Sanity is relative, reality is consensual, and SF readers and writers are the only ones who notice


A colleague in my non-writer, day job, a Moroccan immigrant, delights in discoveries of American pop culture that I had encountered so long ago, I'd almost forgotten them. Last week, it was Gil Scott-Heron. One of Scott-Heron's early 1970s, pre-rap poems set to music included these lyrics: "I can't pay no doctor bills, but Whitey's on the moon; ten years from now I'll be paying still, while Whitey's on the moon; you know, the man just upped my rent last night, cause Whitey's on the moon; no hot water, no toilets, no lights, but Whitey's on the moon... " The accepted truth in mainstream culture of the time, the culture of TV, the culture in which Marcia Brady's biggest problem was being resented after she landed the lead role in the school play, was that travel into space was marvelous, a triumph of the human spirit. Sure, it was expensive, but it was human destiny to explore. Yet this radical poet didn't buy into the mantra, finding the deprivations of life in the ghetto, which hadn't found their way onto TV sitcoms yet, real in a way that middle America could not, would not, because it was too easy not to see. For them, an entertainer like Scott-Heron was "crazy." Sanity was accepting that landing on the moon was wonderful, the country that did it, America, was wonderful.

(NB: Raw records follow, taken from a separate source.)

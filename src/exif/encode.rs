use crate::error::{Result, StripError};

use super::decode::{TIFF_HEADER_LEN, TIFF_MAGIC};
use super::ifd::{ExifDocument, Ifd, IfdEntry, ValueType};
use super::tag;

const IFD_ENTRY_LEN: usize = 12;
const NEXT_IFD_PTR_LEN: usize = 4;

/// The directories of a document, in the order they are laid out.
#[derive(Debug, Clone, Copy, PartialEq, Eq)]
enum Slot {
    Ifd0,
    Exif,
    Interop,
    Gps,
    Ifd1,
}

impl Slot {
    /// The directory an offset-valued tag points at.
    fn target_of(tag: u16) -> Option<Self> {
        match tag {
            tag::EXIF_IFD_POINTER => Some(Self::Exif),
            tag::GPS_INFO_IFD_POINTER => Some(Self::Gps),
            tag::INTEROPERABILITY_IFD_POINTER => Some(Self::Interop),
            _ => None,
        }
    }
}

/// Where the 4-byte value field of an entry gets its bytes from.
#[derive(Debug, Clone, Copy)]
enum Value {
    Inline,
    Offset(usize),
}

struct PlacedEntry<'a> {
    entry: &'a IfdEntry,
    value: Value,
    /// Offset of the out-of-line value block, if the entry has one.
    block: Option<usize>,
}

struct PlacedDir<'a> {
    slot: Slot,
    offset: usize,
    entries: Vec<PlacedEntry<'a>>,
}

/// Output of the layout pass: every directory, value block and the
/// thumbnail assigned a final offset.
struct Layout<'a> {
    dirs: Vec<PlacedDir<'a>>,
    thumbnail: Option<usize>,
    len: usize,
}

fn align(offset: usize) -> usize {
    offset + offset % 2
}

impl<'a> Layout<'a> {
    fn offset_of(&self, slot: Slot) -> Option<usize> {
        self.dirs.iter().find(|d| d.slot == slot).map(|d| d.offset)
    }

    fn plan(doc: &'a ExifDocument) -> Result<Self> {
        let slots: [(Slot, Option<&'a Ifd>); 5] = [
            (Slot::Ifd0, Some(&doc.ifd0)),
            (Slot::Exif, doc.exif.as_ref()),
            (Slot::Interop, doc.interop.as_ref()),
            (Slot::Gps, doc.gps.as_ref()),
            (Slot::Ifd1, doc.ifd1.as_ref()),
        ];
        let present = |slot: Slot| slots.iter().any(|(s, ifd)| *s == slot && ifd.is_some());

        // directory tables first, back to back
        let mut cursor = TIFF_HEADER_LEN;
        let mut tables: Vec<(Slot, usize, Vec<&'a IfdEntry>)> = Vec::new();
        for (slot, ifd) in slots {
            let Some(ifd) = ifd else { continue };
            // a pointer whose directory is gone is dropped, not left dangling
            let kept: Vec<&IfdEntry> = ifd
                .iter()
                .filter(|e| Slot::target_of(e.tag).is_none_or(|target| present(target)))
                .collect();
            if kept.len() > u16::MAX as usize {
                return Err(StripError::MalformedIfd(format!(
                    "{slot:?} has {} entries, more than a directory can hold",
                    kept.len()
                )));
            }
            let table_len = 2 + kept.len() * IFD_ENTRY_LEN + NEXT_IFD_PTR_LEN;
            tables.push((slot, cursor, kept));
            cursor += table_len;
        }

        // then out-of-line values in the same order, word aligned
        let mut dirs = Vec::with_capacity(tables.len());
        for (slot, offset, kept) in tables {
            let mut entries = Vec::with_capacity(kept.len());
            for entry in kept {
                let owned_by_layout = Slot::target_of(entry.tag).is_some()
                    || (slot == Slot::Ifd1
                        && entry.tag == tag::JPEG_THUMBNAIL_OFFSET
                        && doc.thumbnail.is_some());
                let block = if entry.fits_inline() || owned_by_layout {
                    None
                } else {
                    cursor = align(cursor);
                    let at = cursor;
                    cursor += entry.data.len();
                    Some(at)
                };
                entries.push(PlacedEntry {
                    entry,
                    value: block.map_or(Value::Inline, Value::Offset),
                    block,
                });
            }
            dirs.push(PlacedDir {
                slot,
                offset,
                entries,
            });
        }

        let thumbnail = doc.thumbnail.as_ref().map(|thumb| {
            cursor = align(cursor);
            let at = cursor;
            cursor += thumb.len();
            at
        });

        if u32::try_from(cursor).is_err() {
            return Err(StripError::MalformedIfd(format!(
                "encoded metadata block of {cursor} bytes is not addressable"
            )));
        }

        let mut layout = Layout {
            dirs,
            thumbnail,
            len: cursor,
        };
        layout.resolve_offsets();
        Ok(layout)
    }

    /// Point sub-directory pointers and the thumbnail offset at their new homes.
    fn resolve_offsets(&mut self) {
        let targets: Vec<(Slot, usize)> = self.dirs.iter().map(|d| (d.slot, d.offset)).collect();
        let thumbnail = self.thumbnail;
        for dir in &mut self.dirs {
            let slot = dir.slot;
            for placed in &mut dir.entries {
                let tag = placed.entry.tag;
                if let Some(target) = Slot::target_of(tag) {
                    if let Some((_, at)) = targets.iter().find(|(s, _)| *s == target) {
                        placed.value = Value::Offset(*at);
                    }
                } else if slot == Slot::Ifd1 && tag == tag::JPEG_THUMBNAIL_OFFSET {
                    if let Some(at) = thumbnail {
                        placed.value = Value::Offset(at);
                    }
                }
            }
        }
    }
}

/// Serialize a document into a TIFF block, recomputing every offset.
///
/// Layout is fixed: header, directory tables (IFD0, Exif, Interop, GPS,
/// IFD1), out-of-line values in the same order, then the thumbnail. Value
/// blocks start on even offsets and padding bytes are zero, so the output
/// depends only on the document.
pub fn encode(doc: &ExifDocument) -> Result<Vec<u8>> {
    let layout = Layout::plan(doc)?;
    let order = doc.byte_order;
    let mut out = vec![0u8; layout.len];

    let mut put = |at: usize, bytes: &[u8]| out[at..at + bytes.len()].copy_from_slice(bytes);

    put(0, &order.marker()[..]);
    put(2, &order.u16_bytes(TIFF_MAGIC));
    put(4, &order.u32_bytes(TIFF_HEADER_LEN as u32));

    let ifd1_offset = layout.offset_of(Slot::Ifd1).unwrap_or(0);
    for dir in &layout.dirs {
        let mut at = dir.offset;
        put(at, &order.u16_bytes(dir.entries.len() as u16));
        at += 2;

        for placed in &dir.entries {
            let entry = placed.entry;
            put(at, &order.u16_bytes(entry.tag));
            put(at + 2, &order.u16_bytes(entry.value_type.code()));
            put(at + 4, &order.u32_bytes(entry.count));
            match placed.value {
                Value::Inline => put(at + 8, &entry.data),
                // SHORT offsets are left-justified in the value field
                Value::Offset(offset) if entry.value_type == ValueType::Short => {
                    put(at + 8, &order.u16_bytes(offset as u16))
                }
                Value::Offset(offset) => put(at + 8, &order.u32_bytes(offset as u32)),
            }
            if let Some(block) = placed.block {
                put(block, &entry.data);
            }
            at += IFD_ENTRY_LEN;
        }

        let next = if dir.slot == Slot::Ifd0 { ifd1_offset } else { 0 };
        put(at, &order.u32_bytes(next as u32));
    }

    if let (Some(thumb), Some(at)) = (&doc.thumbnail, layout.thumbnail) {
        put(at, thumb);
    }

    log::debug!(
        "encoded {} directories into {} bytes",
        layout.dirs.len(),
        layout.len
    );
    Ok(out)
}

#[cfg(test)]
mod tests {
    use super::*;
    use crate::exif::decode::decode;
    use crate::exif::ifd::{ByteOrder, ValueType};
    use crate::exif::test_support::{TiffSpec, build_tiff};

    /// Walk every directory of an encoded block and collect each offset
    /// field: directory pointers, value offsets and next-IFD links.
    fn offset_fields(tiff: &[u8]) -> Vec<(usize, usize)> {
        let order = ByteOrder::from_marker(&tiff[0..2]).unwrap();
        let mut found = Vec::new();
        let mut queue = vec![order.read_u32(tiff, 4) as usize];
        while let Some(dir) = queue.pop() {
            let count = order.read_u16(tiff, dir) as usize;
            for i in 0..count {
                let at = dir + 2 + i * 12;
                let tag = order.read_u16(tiff, at);
                let vt = ValueType::from_code(order.read_u16(tiff, at + 2)).unwrap();
                let len = vt.size() * order.read_u32(tiff, at + 4) as usize;
                let value = order.read_u32(tiff, at + 8) as usize;
                if tag::is_pointer(tag) {
                    found.push((value, 2));
                    queue.push(value);
                } else if len > 4 {
                    found.push((value, len));
                }
            }
            let next = order.read_u32(tiff, dir + 2 + count * 12) as usize;
            if next != 0 {
                found.push((next, 2));
                queue.push(next);
            }
        }
        found
    }

    #[test]
    fn round_trip_reproduces_document() {
        for order in [ByteOrder::Little, ByteOrder::Big] {
            let doc = decode(&build_tiff(&TiffSpec::full(order))).unwrap();
            let encoded = encode(&doc).unwrap();
            assert_eq!(decode(&encoded).unwrap(), doc);
        }
    }

    #[test]
    fn encoding_is_deterministic_and_stable() {
        let doc = decode(&build_tiff(&TiffSpec::full(ByteOrder::Little))).unwrap();
        let first = encode(&doc).unwrap();
        assert_eq!(encode(&doc).unwrap(), first);

        // re-encoding our own output is a fixed point
        let again = encode(&decode(&first).unwrap()).unwrap();
        assert_eq!(again, first);
    }

    #[test]
    fn every_offset_resolves_inside_output() {
        let doc = decode(&build_tiff(&TiffSpec::full(ByteOrder::Big))).unwrap();
        let encoded = encode(&doc).unwrap();
        let fields = offset_fields(&encoded);
        assert!(!fields.is_empty());
        for (offset, len) in fields {
            assert!(offset >= 8, "offset {offset} inside header");
            assert!(offset + len <= encoded.len(), "offset {offset}+{len} out of bounds");
            assert_eq!(offset % 2, 0, "offset {offset} is not word aligned");
        }
    }

    #[test]
    fn lays_out_ifd0_first_and_links_ifd1() {
        let doc = decode(&build_tiff(&TiffSpec::full(ByteOrder::Little))).unwrap();
        let encoded = encode(&doc).unwrap();
        let order = ByteOrder::Little;

        assert_eq!(&encoded[0..4], b"II\x2a\x00");
        assert_eq!(order.read_u32(&encoded, 4), 8);

        let count = order.read_u16(&encoded, 8) as usize;
        assert_eq!(count, doc.ifd0.len());
        let next = order.read_u32(&encoded, 8 + 2 + count * 12) as usize;
        assert_ne!(next, 0);
        assert_eq!(order.read_u16(&encoded, next) as usize, doc.ifd1.as_ref().unwrap().len());
    }

    #[test]
    fn relocates_thumbnail() {
        let spec = TiffSpec::full(ByteOrder::Little);
        let doc = decode(&build_tiff(&spec)).unwrap();
        let encoded = encode(&doc).unwrap();
        let thumb = spec.thumbnail.unwrap();
        assert!(encoded.ends_with(&thumb));
        assert_eq!(decode(&encoded).unwrap().thumbnail, Some(thumb));
    }

    #[test]
    fn dangling_pointer_is_omitted() {
        let mut doc = decode(&build_tiff(&TiffSpec::with_gps(ByteOrder::Little))).unwrap();
        doc.gps = None;
        let encoded = encode(&doc).unwrap();
        let decoded = decode(&encoded).unwrap();
        assert!(!decoded.ifd0.contains(tag::GPS_INFO_IFD_POINTER));
        assert_eq!(decoded.ifd0.len(), 3);
    }

    #[test]
    fn empty_document() {
        let doc = ExifDocument::new(ByteOrder::Big);
        let encoded = encode(&doc).unwrap();
        assert_eq!(encoded, b"MM\x00\x2a\x00\x00\x00\x08\x00\x00\x00\x00\x00\x00");
        assert_eq!(decode(&encoded).unwrap(), doc);
    }
}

In the afterword to a novel I just finished reading today (Pat Cadigan's cyberpunk classic, "Mindplayers"), a minor sentence included as a step in a larger argument struck me. "Sanity, like customs and manners, seems to have a strong basis in the accepted standards of a particular time and place." The sentence was minor, not needing defense, because this book was published in 1987. Questioning reality--what seems real generally not being what is real--had been a leitmotif in much science fiction since the 1960s. Phillip K. Dick had been the poster child for questioning reality, for questioning what is sane. As movies were made of his stories--Blade Runner, Minority Report, Total Recall, A Scanner Darkly--and now TV with The Man in the High Castle, these ideas infiltrated into the broader culture.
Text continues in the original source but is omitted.